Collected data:

↓

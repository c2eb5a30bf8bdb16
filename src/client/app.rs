use dioxus::prelude::*;

use crate::{
    client::components::{
        ClientInfoForm, FileUploadForm, LoginPrompt, Navbar, NotFoundNotice, Page,
        ReportGenerator, TaxCalculatorDemoExperience,
    },
    model::page::{PageBody, PageContent},
};

#[derive(Props, Clone, PartialEq)]
pub struct AppShellProps {
    body: PageBody,
}

/// Root component: navigation bar plus the page frame with its single content component.
pub fn AppShell(props: AppShellProps) -> Element {
    let PageBody {
        heading, content, ..
    } = props.body;

    let content = match content {
        PageContent::ClientInfoForm => rsx!(ClientInfoForm {}),
        PageContent::FileUploadForm => rsx!(FileUploadForm {}),
        PageContent::ReportGenerator { analysis_id } => rsx!(ReportGenerator { analysis_id }),
        PageContent::TaxCalculatorDemoExperience => rsx!(TaxCalculatorDemoExperience {}),
        PageContent::LoginPrompt { login_url } => rsx!(LoginPrompt { login_url }),
        PageContent::NotFound => rsx!(NotFoundNotice {}),
    };

    rsx!(
        Navbar {}
        Page { heading,
            {content}
        }
    )
}

/// Renders `body` into a complete HTML document.
pub fn render_document(body: &PageBody) -> String {
    let markup = dioxus_ssr::render_element(rsx!(AppShell { body: body.clone() }));

    format!(
        "<!DOCTYPE html><html lang=\"en\"><head><meta charset=\"utf-8\"/>\
        <meta name=\"viewport\" content=\"width=device-width, initial-scale=1\"/>\
        <title>{} | Taxdesk</title></head><body>{}</body></html>",
        body.title, markup
    )
}

#[cfg(test)]
mod tests {
    use crate::{
        client::app::render_document,
        model::page::{PageBody, PageContent, REPORT_ANALYSIS_ID},
    };

    fn body(content: PageContent) -> PageBody {
        PageBody {
            title: "Client Information",
            heading: "Client Information",
            content,
        }
    }

    /// Expect one heading and one content component in the rendered document
    #[test]
    fn renders_single_heading_and_component() {
        let html = render_document(&body(PageContent::ClientInfoForm));

        assert_eq!(html.matches("<h1").count(), 1);
        assert_eq!(html.matches("data-component=").count(), 1);
        assert!(html.contains("data-component=\"ClientInfoForm\""));
        assert!(html.contains("<title>Client Information | Taxdesk</title>"));
    }

    /// Expect the report generator to carry its analysis id into the markup
    #[test]
    fn renders_report_generator_with_analysis_id() {
        let html = render_document(&body(PageContent::ReportGenerator {
            analysis_id: REPORT_ANALYSIS_ID.to_string(),
        }));

        assert!(html.contains("data-component=\"ReportGenerator\""));
        assert!(html.contains("data-analysis-id=\"A-1234\""));
    }

    /// Expect every content variant to render its own component marker
    #[test]
    fn renders_component_marker_for_each_content() {
        let contents = [
            PageContent::ClientInfoForm,
            PageContent::FileUploadForm,
            PageContent::ReportGenerator {
                analysis_id: "A-1".to_string(),
            },
            PageContent::TaxCalculatorDemoExperience,
            PageContent::LoginPrompt {
                login_url: "https://id.example.com".to_string(),
            },
            PageContent::NotFound,
        ];

        for content in contents {
            let marker = format!("data-component=\"{}\"", content.component_name());

            let html = render_document(&body(content));

            assert_eq!(html.matches(&marker).count(), 1, "missing {marker}");
        }
    }
}
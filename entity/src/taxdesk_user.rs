use sea_orm::entity::prelude::*;

#[derive(Clone, Debug, PartialEq, Eq, DeriveEntityModel)]
#[sea_orm(table_name = "taxdesk_user")]
pub struct Model {
    #[sea_orm(primary_key, auto_increment = false)]
    pub id: String,
    #[sea_orm(unique)]
    pub email: String,
    pub name: Option<String>,
    pub created_at: DateTime,
}

#[derive(Copy, Clone, Debug, EnumIter, DeriveRelation)]
pub enum Relation {}

impl ActiveModelBehavior for ActiveModel {}
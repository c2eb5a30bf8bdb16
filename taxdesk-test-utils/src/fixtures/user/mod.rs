//! User fixture utilities.
//!
//! Provides methods for inserting user records into the test database and
//! factory functions for building in-memory user models.

pub mod factory;

use sea_orm::{ActiveValue, EntityTrait};

use crate::{error::TestError, model::UserModel, TestSetup};

impl TestSetup {
    /// Insert a user with the provided id and email.
    ///
    /// Requires the user table, create it with `test_setup_with_user_tables!`.
    pub async fn insert_mock_user(&self, id: &str, email: &str) -> Result<UserModel, TestError> {
        let user = factory::mock_user_model(id, email);

        Ok(
            entity::prelude::TaxdeskUser::insert(entity::taxdesk_user::ActiveModel {
                id: ActiveValue::Set(user.id),
                email: ActiveValue::Set(user.email),
                name: ActiveValue::Set(user.name),
                created_at: ActiveValue::Set(user.created_at),
            })
            .exec_with_returning(&self.state.db)
            .await?,
        )
    }
}
//! Session data models and utilities.
//!
//! Type-safe wrappers for session data stored with tower-sessions, and the
//! [`SessionResolver`](current::SessionResolver) capability pages use to check whether a
//! request is signed in.

pub mod current;
pub mod user;
//! Boundary to the remote feed service.
//!
//! [`FeedService`] is the black box the dispatcher talks to; [`GDataClient`]
//! implements it over HTTP with an authenticated [`crate::auth::Session`].

pub mod client;
pub mod codec;

pub use client::GDataClient;

use async_trait::async_trait;

use crate::entry::{AttachmentRef, Entry, FeedKind};
use crate::error::Result;
use crate::query::QuerySpec;

#[async_trait]
pub trait FeedService: Send + Sync {
    /// Run a query and return the entries of the resulting feed page.
    async fn query(&self, spec: &QuerySpec) -> Result<Vec<Entry>>;

    /// Fetch one entry. `Ok(None)` when the server has no such entry.
    async fn get_entry(&self, kind: FeedKind, url: &str) -> Result<Option<Entry>>;

    /// Insert a new entry; the returned entry carries server-assigned id, links and ETag.
    async fn insert(&self, feed_url: &str, entry: &Entry) -> Result<Entry>;

    /// Submit an entry fetched earlier. A stale ETag fails with `CoreError::Conflict`.
    async fn update(&self, entry: &Entry) -> Result<Entry>;

    async fn delete(&self, entry: &Entry) -> Result<()>;

    /// Download the binary content behind an attachment link.
    async fn fetch_media(&self, link: &AttachmentRef) -> Result<Vec<u8>>;
}
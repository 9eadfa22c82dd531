//! Partial-update semantics for UPDATE.
//!
//! The patch is the full desired title and content, but a sparse description
//! of structured fields: any kind present in the patch replaces *all* of
//! canonical's values of that kind, and kinds absent from the patch are left
//! alone. Extended properties are cleared and refilled from the patch.
//! Server-owned metadata always stays canonical's.

use crate::entry::{ContactEntry, Entry, GroupEntry};
use crate::error::ValidationError;

/// Apply `patch` onto `canonical`, returning the entry to submit.
pub fn merge(canonical: Entry, patch: &Entry) -> Result<Entry, ValidationError> {
    match (canonical, patch) {
        (Entry::Contact(mut c), Entry::Contact(p)) => {
            merge_contact(&mut c, p);
            Ok(Entry::Contact(c))
        }
        (Entry::Group(mut g), Entry::Group(p)) => {
            merge_group(&mut g, p);
            Ok(Entry::Group(g))
        }
        (canonical, patch) => Err(ValidationError::KindMismatch {
            canonical: canonical.kind().as_str(),
            patch: patch.kind().as_str(),
        }),
    }
}

fn replace_single<T: Clone>(target: &mut Option<T>, patch: &Option<T>) {
    if patch.is_some() {
        target.clone_from(patch);
    }
}

fn replace_kind<T: Clone>(target: &mut Vec<T>, patch: &[T]) {
    if !patch.is_empty() {
        target.clear();
        target.extend_from_slice(patch);
    }
}

fn merge_contact(canonical: &mut ContactEntry, patch: &ContactEntry) {
    canonical.title.clone_from(&patch.title);
    canonical.content.clone_from(&patch.content);

    replace_single(&mut canonical.name, &patch.name);
    replace_single(&mut canonical.nickname, &patch.nickname);
    replace_single(&mut canonical.birthday, &patch.birthday);

    replace_kind(&mut canonical.emails, &patch.emails);
    replace_kind(&mut canonical.phone_numbers, &patch.phone_numbers);
    replace_kind(&mut canonical.ims, &patch.ims);
    replace_kind(&mut canonical.organizations, &patch.organizations);
    replace_kind(&mut canonical.postal_addresses, &patch.postal_addresses);
    replace_kind(&mut canonical.websites, &patch.websites);
    replace_kind(&mut canonical.group_memberships, &patch.group_memberships);

    canonical.extended_properties.clear();
    canonical
        .extended_properties
        .extend_from_slice(&patch.extended_properties);
}

fn merge_group(canonical: &mut GroupEntry, patch: &GroupEntry) {
    canonical.title.clone_from(&patch.title);
    canonical.content.clone_from(&patch.content);

    canonical.extended_properties.clear();
    canonical
        .extended_properties
        .extend_from_slice(&patch.extended_properties);
}
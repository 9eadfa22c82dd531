//! OAuth2 service-account authentication.
//!
//! 1. Loads the service-account key (JSON key file or bare PEM)
//! 2. Signs a JWT bearer assertion for the impersonated user and scope
//! 3. Exchanges it once at the token endpoint for an access token
//! 4. Wraps the token in a [`Session`] used for every later request
//!
//! A failed exchange is fatal. There is no refresh: the tool runs one
//! short-lived command per token.

mod credential;
mod session;

pub use credential::{authenticate, exchange_assertion, sign_assertion, Credential, ServiceAccountKey};
pub use session::Session;

pub const DEFAULT_SCOPE: &str = "https://www.google.com/m8/feeds/";
pub const DEFAULT_TOKEN_URI: &str = "https://oauth2.googleapis.com/token";
pub const JWT_BEARER_GRANT: &str = "urn:ietf:params:oauth:grant-type:jwt-bearer";

/// Everything needed to request a token for one run.
#[derive(Debug, Clone)]
pub struct AuthConfig {
    pub application_name: String,
    /// Overrides the key file's `client_email` when set.
    pub service_account_id: Option<String>,
    pub impersonated_user: Option<String>,
    pub scope: String,
    /// Overrides the key file's `token_uri` when set.
    pub token_uri: Option<String>,
}

impl Default for AuthConfig {
    fn default() -> Self {
        Self {
            application_name: "contactfeed".to_string(),
            service_account_id: None,
            impersonated_user: None,
            scope: DEFAULT_SCOPE.to_string(),
            token_uri: None,
        }
    }
}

↑

TO DO:
Within the records above, each line containing "Debug" is to be returned.

RESPONSE AREA:
#[derive(Clone, Debug, PartialEq, Eq, DeriveEntityModel)]
#[derive(Copy, Clone, Debug, EnumIter, DeriveRelation)]
#[derive(Debug, Clone)]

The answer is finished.